If you are running this locally, you can skip this section

In [None]:
from google.colab import files

uploaded = files.upload()

for fn in uploaded.keys():
  print('User uploaded file "{name}" with length {length} bytes'.format(
      name=fn, length=len(uploaded[fn])))
  

In [None]:
for k,v in uploaded.items():
  with open(k,'wb') as f:
    f.write(v)

In [None]:
uploaded.keys()

Here is where the laughter and not laughter labels are loaded from local .csv files.
If you want to create a subset using a different category of labels, create new files containing a list of the labels you want to select as your positive and negative classes. You can find a list of all the Audioset labels [here](class_labels_indices.csv)

In [None]:
labels = pd.read_csv('unbalanced_train_segments.csv',header=2, quotechar=r'"',skipinitialspace=True)
laugh_labels = pd.read_csv('laugh_labels.csv',names=['num','label','description'])
not_laugh_labels = pd.read_csv('human_non_laugh_labels.csv',names=['num','label','description'])
l_str = '|'.join(laugh_labels['label'].values)

In [None]:
n_str = '|'.join(not_laugh_labels['label'].values)
labels['not_laughter'] = (labels['positive_labels'].str.contains(n_str) & ~labels['positive_labels'].str.contains(l_str))

## Eval set

In [None]:
%%time
labels = pd.read_csv('eval_segments.csv',header=2, quotechar=r'"',skipinitialspace=True)
labels['laughter'] = labels['positive_labels'].str.contains(l_str)
labels['not_laughter'] = (labels['positive_labels'].str.contains(n_str) & ~labels['positive_labels'].str.contains(l_str))

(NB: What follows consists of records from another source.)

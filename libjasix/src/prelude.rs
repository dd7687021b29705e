pub use crate::{
    bgzf::{BgzfReader, BgzfWriter},
    block_stream::{BlockPosition, BlockReader, BlockWriter},
    error::{Error, ErrorKind, Result},
    jasix::{IndexCreator, JasixIndex, JasixIndexBuilder, QueryProcessor},
    parameters::Parameters,
    tabix::TabixIndex,
    utils::{parse_query, Region},
    virtual_position::VirtualPosition,
};
pub use libcompression::*;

positive = labels[labels['laughter']==True]
negative = labels[labels['not_laughter']==True].sample(positive.shape[0])
subset = positive.append(negative)
subset.to_csv('eval_laugh_speech_training_subset.csv')
print(subset.shape[0])


files = glob.glob('audioset_v1_embeddings/eval/*')
subset_ids = subset['# YTID'].values

i=0
writer = tf.python_io.TFRecordWriter('eval_laugh_speech_subset.tfrecord')
for tfrecord in files:
    for example in tf.python_io.tf_record_iterator(tfrecord):
        tf_example = tf.train.Example.FromString(example)
        vid_id = tf_example.features.feature['video_id'].bytes_list.value[0].decode(encoding = 'UTF-8')
        if vid_id in subset_ids:
            writer.write(example)
            i+=1
print(i)

writer.close()

## train set

In [None]:
!pip install tqdm
from tqdm import tqdm

#### Warning: The audioset dataset is large and this will take a while to run. It took about 2 hours to process.

In [None]:
%%time
labels = pd.read_csv('unbalanced_train_segments.csv',header=2, quotechar=r'"',skipinitialspace=True)
n_str = '|'.join(not_laugh_labels['label'].values)
labels['laughter'] = labels['positive_labels'].str.contains(l_str)
labels['not_laughter'] = (labels['positive_labels'].str.contains(n_str) & ~labels['positive_labels'].str.contains(l_str))

positive = labels[labels['laughter']==True]
negative = labels[labels['not_laughter']==True].sample(positive.shape[0])
subset = positive.append(negative)
subset.to_csv('laugh_speech_training_subset.csv')

print(subset.shape[0])

import glob
files = glob.glob('audioset_v1_embeddings/unbal_train/*')
subset_ids = subset['# YTID'].values

i=0
writer = tf.python_io.TFRecordWriter('bal_laugh_speech_subset.tfrecord')
for tfrecord in tqdm(files):
    for example in tf.python_io.tf_record_iterator(tfrecord):
        tf_example = tf.train.Example.FromString(example)
        vid_id = tf_example.features.feature['video_id'].bytes_list.value[0].decode(encoding = 'UTF-8')
        if vid_id in subset_ids:
            writer.write(example)
            i+=1
print(i)

writer.close()

This is only necessary if you want to download from Colab

In [None]:
from google.colab import files
files.download('bal_laugh_speech_subset.tfrecord')

In [None]:
files.download('eval_laugh_speech_subset.tfrecord')